Proof-of-concept trial of an α7 nicotinic agonist in schizophrenia

Context: The alpha 7 nicotinic acetylcholine receptor gene, CHRNA7, is associated with genetic transmission of schizophrenia and related cognitive and neurophysiological sensory gating deficits. Cognitive dysfunction is responsible for significant psychosocial disability in schizophrenia. Nicotine, a low-potency agonist at the alpha 7 receptor, has some positive effects on neurophysiological and neurocognitive deficits associated with schizophrenia, which suggests that more effective receptor activation might meaningfully enhance cognition in schizophrenia. Objectives: To determine if 3-[(2,4-dimethoxy) benzylidene] anabaseine (DMXB-A), a natural alkaloid derivative and a partial alpha 7 nicotinic cholinergic agonist, significantly improves neurocognition, and to assess, by effects on P50 auditory evoked potential inhibition, whether its neurobiological actions are consistent with activation of alpha 7 nicotinic receptors. Design: Randomized, double-blind crossover trial of 2 drug doses and 1 placebo. Setting: General clinical research center. Patients: Twelve persons with schizophrenia who did not smoke and were concurrently treated with antipsychotic drugs. One person was withdrawn because of a transient decrease in white blood cell count. Intervention: Administration of DMXB-A. Main Outcome Measures: Total scale score of the Repeatable Battery for the Assessment of Neuropsychological Status and P50 inhibitory gating.
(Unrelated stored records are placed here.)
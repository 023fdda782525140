//! Criterion benchmarks for nivel-stats transforms
//!
//! Run with: cargo bench -p nivel-stats

use criterion::{BenchmarkId, Criterion, black_box, criterion_group, criterion_main};
use nivel_stats::{
    LevelMatrix, Method, RatioKind, StatsConfig, level_stats, noise_correction, noise_error,
};

/// Deterministic pseudo-random levels around 60 dB (xorshift).
fn generate_levels(count: usize) -> Vec<f64> {
    let mut state = 0x2545F4914F6CDD1D_u64;
    (0..count)
        .map(|_| {
            state ^= state << 13;
            state ^= state >> 7;
            state ^= state << 17;
            60.0 + 5.0 * ((state >> 11) as f64 / (1_u64 << 53) as f64 - 0.5)
        })
        .collect()
}

/// Third-octave-style matrix: `bands` rows of `obs` observations.
fn generate_matrix(bands: usize, obs: usize) -> LevelMatrix {
    let flat = generate_levels(bands * obs);
    let rows: Vec<Vec<f64>> = flat.chunks(obs).map(<[f64]>::to_vec).collect();
    LevelMatrix::from_rows(&rows).unwrap()
}

fn bench_level_stats(c: &mut Criterion) {
    let mut group = c.benchmark_group("level_stats");

    let matrix = generate_matrix(31, 100);
    for method in [Method::Level, Method::Energy1, Method::Energy2] {
        group.bench_with_input(
            BenchmarkId::new("31x100", method.to_string()),
            &method,
            |b, &method| {
                let config = StatsConfig::with_method(method);
                b.iter(|| level_stats(black_box(&matrix), &config).unwrap());
            },
        );
    }

    group.finish();
}

fn bench_noise_transforms(c: &mut Criterion) {
    let mut group = c.benchmark_group("noise");

    let xn = generate_levels(10_000);
    let n: Vec<f64> = xn.iter().map(|x| x - 8.0).collect();
    group.bench_function("correction_10k", |b| {
        b.iter(|| noise_correction(black_box(&xn), black_box(&n)).unwrap());
    });

    let ratios = generate_levels(10_000);
    group.bench_function("error_snr_10k", |b| {
        b.iter(|| noise_error(black_box(&ratios), RatioKind::Snr));
    });

    group.finish();
}

criterion_group!(benches, bench_level_stats, bench_noise_transforms);
criterion_main!(benches);
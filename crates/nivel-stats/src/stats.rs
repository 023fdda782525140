//! Level-statistics engine.
//!
//! Computes per-row mean and standard deviation of repeated dB observations
//! together with their expanded uncertainties, under one of three estimation
//! methods:
//!
//! - [`Method::Level`] - statistics taken directly in the dB domain. The
//!   statistically simple baseline; physically naive for incoherent sound
//!   energy, retained for comparison and legacy compatibility.
//! - [`Method::Energy1`] - moments taken in the energy domain, spread mapped
//!   back to dB by first-order (GUM linear) propagation. Accurate only while
//!   the relative energy spread is small.
//! - [`Method::Energy2`] (default) - energy-domain moments with the
//!   finite-difference mapping `10·log10(1 + σw/w̄)`, which stays faithful to
//!   the log scale at large spread (Taraldsen et al. 2015).
//!
//! Expanded uncertainties scale the standard error by the coverage factor
//! derived from the requested confidence percentage.

use core::fmt;
use core::str::FromStr;

use nivel_core::{coverage_factor, db_to_energy, energy_to_db, gamma_ratio};

use crate::error::StatsError;
use crate::matrix::LevelMatrix;

/// Default confidence percentage: the two-sided probability within ±1σ.
pub const DEFAULT_CONFIDENCE: f64 = 68.269;

/// Estimation method for level statistics.
///
/// A closed enumeration, dispatched once per [`level_stats`] call. The
/// string forms accepted by [`FromStr`] are the legacy tokens `"level"`,
/// `"energy1"` and `"energy2"`; any other token is the fatal
/// [`StatsError::UnknownMethod`] - there is deliberately no silent fallback
/// to a different estimator.
#[derive(Debug, Clone, Copy, Default, PartialEq, Eq)]
#[cfg_attr(feature = "serde", derive(serde::Serialize, serde::Deserialize))]
#[cfg_attr(feature = "serde", serde(rename_all = "lowercase"))]
pub enum Method {
    /// Mean and sample standard deviation directly in the dB domain.
    Level,
    /// Energy-domain moments, linear (first-order) propagation back to dB.
    Energy1,
    /// Energy-domain moments, finite-difference propagation back to dB.
    #[default]
    Energy2,
}

impl FromStr for Method {
    type Err = StatsError;

    fn from_str(s: &str) -> Result<Self, Self::Err> {
        match s {
            "level" => Ok(Method::Level),
            "energy1" => Ok(Method::Energy1),
            "energy2" => Ok(Method::Energy2),
            other => Err(StatsError::UnknownMethod(other.to_string())),
        }
    }
}

impl fmt::Display for Method {
    fn fmt(&self, f: &mut fmt::Formatter<'_>) -> fmt::Result {
        let token = match self {
            Method::Level => "level",
            Method::Energy1 => "energy1",
            Method::Energy2 => "energy2",
        };
        f.write_str(token)
    }
}

/// Per-call configuration for [`level_stats`].
///
/// Plain value type with documented defaults; there is no module-level
/// state. An out-of-range `confidence` is not fatal: the call logs a
/// warning and proceeds with [`DEFAULT_CONFIDENCE`].
#[derive(Debug, Clone, Copy, PartialEq)]
#[cfg_attr(feature = "serde", derive(serde::Serialize, serde::Deserialize))]
pub struct StatsConfig {
    /// Confidence percentage in (0, 100]. Default 68.269 (k ≈ 1).
    pub confidence: f64,
    /// Estimation method. Default [`Method::Energy2`].
    pub method: Method,
}

impl Default for StatsConfig {
    fn default() -> Self {
        Self {
            confidence: DEFAULT_CONFIDENCE,
            method: Method::default(),
        }
    }
}

impl StatsConfig {
    /// Configuration with the given method and the default confidence.
    pub fn with_method(method: Method) -> Self {
        Self {
            method,
            ..Self::default()
        }
    }

    /// Configuration with the given confidence and the default method.
    pub fn with_confidence(confidence: f64) -> Self {
        Self {
            confidence,
            ..Self::default()
        }
    }
}

/// Result of [`level_stats`]: one entry per matrix row.
#[derive(Debug, Clone, PartialEq)]
#[cfg_attr(feature = "serde", derive(serde::Serialize, serde::Deserialize))]
pub struct LevelStats {
    /// Mean level per row, dB.
    pub mean: Vec<f64>,
    /// Expanded uncertainty of the mean per row, dB.
    pub u_mean: Vec<f64>,
    /// Standard deviation per row, dB.
    pub std: Vec<f64>,
    /// Expanded uncertainty of the standard deviation per row, dB.
    ///
    /// `Some` only for [`Method::Level`]; the energy methods have no closed
    /// form for it and return `None` rather than a sentinel.
    pub u_std: Option<Vec<f64>>,
}

/// Compute level statistics with expanded uncertainties.
///
/// Each row of `x` is treated as C repeated observations of one independent
/// variable; results are vectors indexed by row. See the module docs for
/// the three estimation methods.
///
/// # Errors
/// [`StatsError::TooFewObservations`] when C < 2: every method relies on a
/// sample standard deviation, which is undefined for a single observation.
/// This is an explicit error, never a silent zero or NaN.
pub fn level_stats(x: &LevelMatrix, config: &StatsConfig) -> Result<LevelStats, StatsError> {
    if x.cols() < 2 {
        return Err(StatsError::TooFewObservations { got: x.cols() });
    }

    let confidence = validate_confidence(config.confidence);
    let k = coverage_factor(confidence);
    let c = x.cols() as f64;

    let rows = x.rows();
    let mut mean = Vec::with_capacity(rows);
    let mut u_mean = Vec::with_capacity(rows);
    let mut std = Vec::with_capacity(rows);

    match config.method {
        Method::Level => {
            // Relative uncertainty of a Gaussian sample standard deviation:
            // √(1 − (2/(C−1))·(Γ(C/2)/Γ((C−1)/2))²). The argument can round
            // a hair below zero for large C.
            let ratio = gamma_ratio(c / 2.0, (c - 1.0) / 2.0);
            let rel_u_std = f64::max(1.0 - (2.0 / (c - 1.0)) * ratio * ratio, 0.0).sqrt();
            let mut u_std = Vec::with_capacity(rows);

            for row in x.iter_rows() {
                let m = arithmetic_mean(row);
                let s = sample_std(row, m);
                mean.push(m);
                u_mean.push(k * s / c.sqrt());
                std.push(s);
                u_std.push(k * s * rel_u_std);
            }

            Ok(LevelStats {
                mean,
                u_mean,
                std,
                u_std: Some(u_std),
            })
        }
        Method::Energy1 | Method::Energy2 => {
            let mut energies = vec![0.0_f64; x.cols()];

            for row in x.iter_rows() {
                for (w, &db) in energies.iter_mut().zip(row) {
                    *w = db_to_energy(db);
                }
                let w_mean = arithmetic_mean(&energies);
                let w_std = sample_std(&energies, w_mean);

                let std_db = match config.method {
                    Method::Energy1 => (10.0 / core::f64::consts::LN_10) * (w_std / w_mean),
                    _ => energy_to_db(1.0 + w_std / w_mean),
                };

                mean.push(energy_to_db(w_mean));
                u_mean.push(k * std_db / c.sqrt());
                std.push(std_db);
            }

            Ok(LevelStats {
                mean,
                u_mean,
                std,
                u_std: None,
            })
        }
    }
}

/// Range-check the confidence percentage, substituting the default on
/// failure. The substitution is a recoverable warning, not an error: the
/// call proceeds exactly as if [`DEFAULT_CONFIDENCE`] had been passed.
fn validate_confidence(confidence: f64) -> f64 {
    if confidence.is_finite() && confidence > 0.0 && confidence <= 100.0 {
        confidence
    } else {
        tracing::warn!(
            rejected = confidence,
            default = DEFAULT_CONFIDENCE,
            "confidence percentage outside (0, 100]; using default"
        );
        DEFAULT_CONFIDENCE
    }
}

fn arithmetic_mean(values: &[f64]) -> f64 {
    values.iter().sum::<f64>() / values.len() as f64
}

/// Unbiased sample standard deviation (divisor n−1). Caller guarantees
/// n ≥ 2.
fn sample_std(values: &[f64], mean: f64) -> f64 {
    let sum_sq: f64 = values.iter().map(|&v| (v - mean) * (v - mean)).sum();
    (sum_sq / (values.len() as f64 - 1.0)).sqrt()
}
Results: Significant neurocognitive improvement was found on the Repeatable Battery for the Assessment of Neuropsychological Status total scale score, particularly for the lower DMXB-A dose compared with placebo. Effects were greater than those of nicotine in a similar study. Significant improvement in P50 inhibition also occurred. Patients generally tolerated the drug well. Conclusions: An alpha 7 nicotinic agonist appears to have positive effects on neurocognition in persons with schizophrenia. Longer trials are needed to determine the clinical utility of this novel treatment strategy.